Task prompt:
Write out all of the data again, precisely as it appears.

[Opening Data records section]

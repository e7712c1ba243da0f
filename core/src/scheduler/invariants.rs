//! Structural checks over the core table, ready lists and task table.
//!
//! Run after every scheduler call when `STRICT_INVARIANTS` is enabled and
//! on demand through `Scheduler::check_invariants`.

use alloc::vec::Vec;

use coreslice_abi::task::{TaskHandle, TaskStatus};

use super::error::InvariantFault;
use super::per_cpu::CoreTable;
use super::ready_queue::ReadyLists;
use super::task::TaskTable;

pub fn check_all(
    cores: &CoreTable,
    ready: &ReadyLists,
    tasks: &TaskTable,
) -> Result<(), InvariantFault> {
    check_core_table(cores, tasks)?;
    check_ready_lists(ready, tasks)?;
    check_priority_order(cores, ready, tasks)?;
    check_occupancy(cores, ready)?;
    Ok(())
}

/// Every occupant is live, running on that core, and occupies only it.
/// Every running task sits where it claims to.
fn check_core_table(cores: &CoreTable, tasks: &TaskTable) -> Result<(), InvariantFault> {
    let mut seen: Vec<TaskHandle> = Vec::with_capacity(cores.num_cores());
    for (core, task) in cores.occupied() {
        let record = tasks
            .get(task)
            .map_err(|_| InvariantFault::StaleOccupant { core })?;
        if record.status != (TaskStatus::Running { core }) {
            return Err(InvariantFault::OccupantStateMismatch { core, task });
        }
        if seen.contains(&task) {
            return Err(InvariantFault::DuplicateOccupant { task });
        }
        seen.push(task);
    }

    for record in tasks.iter() {
        if let Some(core) = record.core() {
            if cores.occupant(core) != Some(record.handle) {
                return Err(InvariantFault::AssignmentMismatch {
                    task: record.handle,
                });
            }
        }
    }
    Ok(())
}

/// Lists hold only Ready tasks at their own level, in stamp order; every
/// Ready task is listed exactly once.
fn check_ready_lists(ready: &ReadyLists, tasks: &TaskTable) -> Result<(), InvariantFault> {
    for level in 0..ready.levels() {
        let level = level as u8;
        let mut last_stamp = 0;
        for entry in ready.entries(level) {
            if entry.stamp < last_stamp {
                return Err(InvariantFault::ReadyListOrder { priority: level });
            }
            last_stamp = entry.stamp;
            let task = entry.task;
            let ok = tasks
                .get(task)
                .is_ok_and(|r| r.status.is_ready() && r.priority == level);
            if !ok {
                return Err(InvariantFault::ReadyListCorrupt {
                    priority: level,
                    task,
                });
            }
        }
    }

    for record in tasks.iter().filter(|r| r.status.is_ready()) {
        let listed = ready.iter(record.priority).filter(|&t| t == record.handle).count();
        if listed != 1 {
            return Err(InvariantFault::ReadyMembership {
                task: record.handle,
            });
        }
    }
    Ok(())
}

/// No ready task outranks a running one.
fn check_priority_order(
    cores: &CoreTable,
    ready: &ReadyLists,
    tasks: &TaskTable,
) -> Result<(), InvariantFault> {
    let Some(top_ready) = ready.highest_ready() else {
        return Ok(());
    };
    for (core, task) in cores.occupied() {
        let record = tasks
            .get(task)
            .map_err(|_| InvariantFault::StaleOccupant { core })?;
        if record.priority < top_ready {
            let waiting = ready.head(top_ready).unwrap_or(task);
            return Err(InvariantFault::PriorityInversion {
                running: task,
                ready: waiting,
            });
        }
    }
    Ok(())
}

/// No core idles while a task waits.
fn check_occupancy(cores: &CoreTable, ready: &ReadyLists) -> Result<(), InvariantFault> {
    if ready.total_len() == 0 {
        return Ok(());
    }
    match cores.empty_cores().next() {
        Some(core) => Err(InvariantFault::IdleCoreWithWork { core }),
        None => Ok(()),
    }
}

#[cfg(test)]
mod tests {
    use super::*;
    use crate::scheduler::task::TaskSpawn;

    fn idle_body() {}

    fn spawn(tasks: &mut TaskTable, priority: u8) -> TaskHandle {
        tasks
            .insert(&TaskSpawn {
                entry: idle_body,
                name: "t",
                stack_hint: 0,
                priority,
            })
            .unwrap()
    }

    #[test]
    fn consistent_state_passes() {
        let mut tasks = TaskTable::new(4);
        let mut ready = ReadyLists::new(3);
        let mut cores = CoreTable::new(1);

        let a = spawn(&mut tasks, 2);
        let b = spawn(&mut tasks, 1);
        cores.place(0, a);
        tasks.get_mut(a).unwrap().status = TaskStatus::Running { core: 0 };
        ready.append(1, b);

        assert_eq!(check_all(&cores, &ready, &tasks), Ok(()));
    }

    #[test]
    fn ready_task_outranking_runner_is_caught() {
        let mut tasks = TaskTable::new(4);
        let mut ready = ReadyLists::new(3);
        let mut cores = CoreTable::new(1);

        let low = spawn(&mut tasks, 0);
        let high = spawn(&mut tasks, 2);
        cores.place(0, low);
        tasks.get_mut(low).unwrap().status = TaskStatus::Running { core: 0 };
        ready.append(2, high);

        assert_eq!(
            check_all(&cores, &ready, &tasks),
            Err(InvariantFault::PriorityInversion {
                running: low,
                ready: high,
            })
        );
    }

    #[test]
    fn unlisted_ready_task_is_caught() {
        let mut tasks = TaskTable::new(4);
        let ready = ReadyLists::new(3);
        let cores = CoreTable::new(1);
        let a = spawn(&mut tasks, 1);

        assert_eq!(
            check_all(&cores, &ready, &tasks),
            Err(InvariantFault::ReadyMembership { task: a })
        );
    }

    #[test]
    fn idle_core_with_waiting_work_is_caught() {
        let mut tasks = TaskTable::new(4);
        let mut ready = ReadyLists::new(3);
        let cores = CoreTable::new(2);
        let a = spawn(&mut tasks, 1);
        ready.append(1, a);

        assert_eq!(
            check_all(&cores, &ready, &tasks),
            Err(InvariantFault::IdleCoreWithWork { core: 0 })
        );
    }

    #[test]
    fn occupant_with_wrong_state_is_caught() {
        let mut tasks = TaskTable::new(4);
        let ready = ReadyLists::new(3);
        let mut cores = CoreTable::new(2);
        let a = spawn(&mut tasks, 1);
        cores.place(1, a);
        tasks.get_mut(a).unwrap().status = TaskStatus::Running { core: 0 };

        assert_eq!(
            check_all(&cores, &ready, &tasks),
            Err(InvariantFault::OccupantStateMismatch { core: 1, task: a })
        );
    }
}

[Closing Data records section]

Answer below:
repository e7712c1ba243da0f
filename core/src/scheduler/invariants.rs
//! Structural checks over the core table, ready lists and task table.
//!
//! Run after every scheduler call when `STRICT_INVARIANTS` is enabled and
//! on demand through `Scheduler::check_invariants`.

use alloc::vec::Vec;

use coreslice_abi::task::{TaskHandle, TaskStatus};

use super::error::InvariantFault;
use super::per_cpu::CoreTable;
use super::ready_queue::ReadyLists;
use super::task::TaskTable;

pub fn check_all(
    cores: &CoreTable,
    ready: &ReadyLists,
    tasks: &TaskTable,
) -> Result<(), InvariantFault> {
    check_core_table(cores, tasks)?;
    check_ready_lists(ready, tasks)?;
    check_priority_order(cores, ready, tasks)?;
    check_occupancy(cores, ready)?;
    Ok(())
}

/// Every occupant is live, running on that core, and occupies only it.
/// Every running task sits where it claims to.
fn check_core_table(cores: &CoreTable, tasks: &TaskTable) -> Result<(), InvariantFault> {
    let mut seen: Vec<TaskHandle> = Vec::with_capacity(cores.num_cores());
    for (core, task) in cores.occupied() {
        let record = tasks
            .get(task)
            .map_err(|_| InvariantFault::StaleOccupant { core })?;
        if record.status != (TaskStatus::Running { core }) {
            return Err(InvariantFault::OccupantStateMismatch { core, task });
        }
        if seen.contains(&task) {
            return Err(InvariantFault::DuplicateOccupant { task });
        }
        seen.push(task);
    }

    for record in tasks.iter() {
        if let Some(core) = record.core() {
            if cores.occupant(core) != Some(record.handle) {
                return Err(InvariantFault::AssignmentMismatch {
                    task: record.handle,
                });
            }
        }
    }
    Ok(())
}

/// Lists hold only Ready tasks at their own level, in stamp order; every
/// Ready task is listed exactly once.
fn check_ready_lists(ready: &ReadyLists, tasks: &TaskTable) -> Result<(), InvariantFault> {
    for level in 0..ready.levels() {
        let level = level as u8;
        let mut last_stamp = 0;
        for entry in ready.entries(level) {
            if entry.stamp < last_stamp {
                return Err(InvariantFault::ReadyListOrder { priority: level });
            }
            last_stamp = entry.stamp;
            let task = entry.task;
            let ok = tasks
                .get(task)
                .is_ok_and(|r| r.status.is_ready() && r.priority == level);
            if !ok {
                return Err(InvariantFault::ReadyListCorrupt {
                    priority: level,
                    task,
                });
            }
        }
    }

    for record in tasks.iter().filter(|r| r.status.is_ready()) {
        let listed = ready.iter(record.priority).filter(|&t| t == record.handle).count();
        if listed != 1 {
            return Err(InvariantFault::ReadyMembership {
                task: record.handle,
            });
        }
    }
    Ok(())
}

/// No ready task outranks a running one.
fn check_priority_order(
    cores: &CoreTable,
    ready: &ReadyLists,
    tasks: &TaskTable,
) -> Result<(), InvariantFault> {
    let Some(top_ready) = ready.highest_ready() else {
        return Ok(());
    };
    for (core, task) in cores.occupied() {
        let record = tasks
            .get(task)
            .map_err(|_| InvariantFault::StaleOccupant { core })?;
        if record.priority < top_ready {
            let waiting = ready.head(top_ready).unwrap_or(task);
            return Err(InvariantFault::PriorityInversion {
                running: task,
                ready: waiting,
            });
        }
    }
    Ok(())
}

/// No core idles while a task waits.
fn check_occupancy(cores: &CoreTable, ready: &ReadyLists) -> Result<(), InvariantFault> {
    if ready.total_len() == 0 {
        return Ok(());
    }
    match cores.empty_cores().next() {
        Some(core) => Err(InvariantFault::IdleCoreWithWork { core }),
        None => Ok(()),
    }
}

#[cfg(test)]
mod tests {
    use super::*;
    use crate::scheduler::task::TaskSpawn;

    fn idle_body() {}

    fn spawn(tasks: &mut TaskTable, priority: u8) -> TaskHandle {
        tasks
            .insert(&TaskSpawn {
                entry: idle_body,
                name: "t",
                stack_hint: 0,
                priority,
            })
            .unwrap()
    }

    #[test]
    fn consistent_state_passes() {
        let mut tasks = TaskTable::new(4);
        let mut ready = ReadyLists::new(3);
        let mut cores = CoreTable::new(1);

        let a = spawn(&mut tasks, 2);
        let b = spawn(&mut tasks, 1);
        cores.place(0, a);
        tasks.get_mut(a).unwrap().status = TaskStatus::Running { core: 0 };
        ready.append(1, b);

        assert_eq!(check_all(&cores, &ready, &tasks), Ok(()));
    }

    #[test]
    fn ready_task_outranking_runner_is_caught() {
        let mut tasks = TaskTable::new(4);
        let mut ready = ReadyLists::new(3);
        let mut cores = CoreTable::new(1);

        let low = spawn(&mut tasks, 0);
        let high = spawn(&mut tasks, 2);
        cores.place(0, low);
        tasks.get_mut(low).unwrap().status = TaskStatus::Running { core: 0 };
        ready.append(2, high);

        assert_eq!(
            check_all(&cores, &ready, &tasks),
            Err(InvariantFault::PriorityInversion {
                running: low,
                ready: high,
            })
        );
    }

    #[test]
    fn unlisted_ready_task_is_caught() {
        let mut tasks = TaskTable::new(4);
        let ready = ReadyLists::new(3);
        let cores = CoreTable::new(1);
        let a = spawn(&mut tasks, 1);

        assert_eq!(
            check_all(&cores, &ready, &tasks),
            Err(InvariantFault::ReadyMembership { task: a })
        );
    }

    #[test]
    fn idle_core_with_waiting_work_is_caught() {
        let mut tasks = TaskTable::new(4);
        let mut ready = ReadyLists::new(3);
        let cores = CoreTable::new(2);
        let a = spawn(&mut tasks, 1);
        ready.append(1, a);

        assert_eq!(
            check_all(&cores, &ready, &tasks),
            Err(InvariantFault::IdleCoreWithWork { core: 0 })
        );
    }

    #[test]
    fn occupant_with_wrong_state_is_caught() {
        let mut tasks = TaskTable::new(4);
        let ready = ReadyLists::new(3);
        let mut cores = CoreTable::new(2);
        let a = spawn(&mut tasks, 1);
        cores.place(1, a);
        tasks.get_mut(a).unwrap().status = TaskStatus::Running { core: 0 };

        assert_eq!(
            check_all(&cores, &ready, &tasks),
            Err(InvariantFault::OccupantStateMismatch { core: 1, task: a })
        );
    }
}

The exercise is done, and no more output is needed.